Let’s go back to our original code example of a “list my invoices” endpoint in an application. With Firebase Data Connect, I can express this as a GraphQL query:

query ListMyInvoices($search: String) @auth(level: USER) {
  invoices(
    where: {
      userId: {eq_expr: "auth.uid"},
      description: {contains: $search},
    },
    limit: 20
  ) {
    id
    createdAt
    items: items_on_invoice {
      quantity
      product: product_on_orderItem { id, name, price }
    }
  }
}

From this GraphQL, Firebase Data Connect can automatically create:

  • A SQL query that joins three tables together
  • An API endpoint that can be called with variables and responds with the requested data
  • An authentication and authorization policy for the endpoint
  • Strongly-typed client code for Web, iOS, or Android platform(s)
  • Tool definitions for GenAI workflows

When calling the Data Connect server as an end user of a web or mobile client, only queries that have been pre-registered as endpoints can be executed.

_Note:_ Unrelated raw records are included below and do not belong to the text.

//! Process-local store and directory backing the service and demos.

use std::collections::HashMap;
use std::sync::{Arc, Mutex, MutexGuard};

use super::domain::{ApplicantRecord, CandidateProfile, JobId, JobPosting, UserId};
use super::repository::{ApplicantPatch, ApplicantRepository, RepositoryError, TalentDirectory};

fn poisoned<T>(_: T) -> RepositoryError {
    RepositoryError::Unavailable("store lock poisoned".to_string())
}

/// Applicant records grouped per job, kept in application order.
#[derive(Default, Clone)]
pub struct InMemoryApplicantStore {
    records: Arc<Mutex<HashMap<JobId, Vec<ApplicantRecord>>>>,
}

impl InMemoryApplicantStore {
    fn lock(&self) -> Result<MutexGuard<'_, HashMap<JobId, Vec<ApplicantRecord>>>, RepositoryError> {
        self.records.lock().map_err(poisoned)
    }
}

impl ApplicantRepository for InMemoryApplicantStore {
    fn insert(&self, record: ApplicantRecord) -> Result<ApplicantRecord, RepositoryError> {
        let mut guard = self.lock()?;
        let column = guard.entry(record.job_id.clone()).or_default();
        if column.iter().any(|existing| existing.user_id == record.user_id) {
            return Err(RepositoryError::Conflict);
        }
        column.push(record.clone());
        Ok(record)
    }

    fn fetch(
        &self,
        job_id: &JobId,
        user_id: &UserId,
    ) -> Result<Option<ApplicantRecord>, RepositoryError> {
        let guard = self.lock()?;
        Ok(guard
            .get(job_id)
            .and_then(|records| records.iter().find(|record| &record.user_id == user_id))
            .cloned())
    }

    fn list(&self, job_id: &JobId) -> Result<Vec<ApplicantRecord>, RepositoryError> {
        let guard = self.lock()?;
        Ok(guard.get(job_id).cloned().unwrap_or_default())
    }

    fn update(
        &self,
        job_id: &JobId,
        user_id: &UserId,
        patch: &ApplicantPatch,
    ) -> Result<ApplicantRecord, RepositoryError> {
        let mut guard = self.lock()?;
        let record = guard
            .get_mut(job_id)
            .and_then(|records| records.iter_mut().find(|record| &record.user_id == user_id))
            .ok_or(RepositoryError::NotFound)?;
        patch.apply(record)?;
        Ok(record.clone())
    }
}

/// Directory seeded up front with jobs and candidate profiles.
#[derive(Default, Clone)]
pub struct InMemoryDirectory {
    jobs: Arc<Mutex<HashMap<JobId, JobPosting>>>,
    candidates: Arc<Mutex<HashMap<UserId, CandidateProfile>>>,
}

impl InMemoryDirectory {
    pub fn with_job(self, job: JobPosting) -> Self {
        if let Ok(mut jobs) = self.jobs.lock() {
            jobs.insert(job.id.clone(), job);
        }
        self
    }

    pub fn with_candidate(self, candidate: CandidateProfile) -> Self {
        if let Ok(mut candidates) = self.candidates.lock() {
            candidates.insert(candidate.user_id.clone(), candidate);
        }
        self
    }
}

impl TalentDirectory for InMemoryDirectory {
    fn job(&self, job_id: &JobId) -> Result<Option<JobPosting>, RepositoryError> {
        let jobs = self.jobs.lock().map_err(poisoned)?;
        Ok(jobs.get(job_id).cloned())
    }

    fn candidate(&self, user_id: &UserId) -> Result<Option<CandidateProfile>, RepositoryError> {
        let candidates = self.candidates.lock().map_err(poisoned)?;
        Ok(candidates.get(user_id).cloned())
    }
}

Query-defined infrastructure is written like Backend-as-a-Service code but can be reasoned about like trusted server code. You have full control over which operations can be performed by a client application, and each operation defines its own parameters and returned data.

In other words: you write the queries, we do the rest.

Diving deeper

QDI delivers benefits throughout all phases of an application’s lifecycle. When starting a new application, QDI provides the rapid iteration speed of a single codebase. As your application matures, Firebase Data Connect’s declarative data model provides observability, security, and maintainability benefits difficult to achieve even in a traditional 3-tier application.

We think of Firebase Data Connect as a “self-driving app server” — you tell us where to go, we generate and operate the infrastructure required to get you there. It’s a new paradigm for app development that we think shows immense potential.

In future “Query-Defined” posts we’ll explore security, API creation, SDK generation, observability benefits, and more.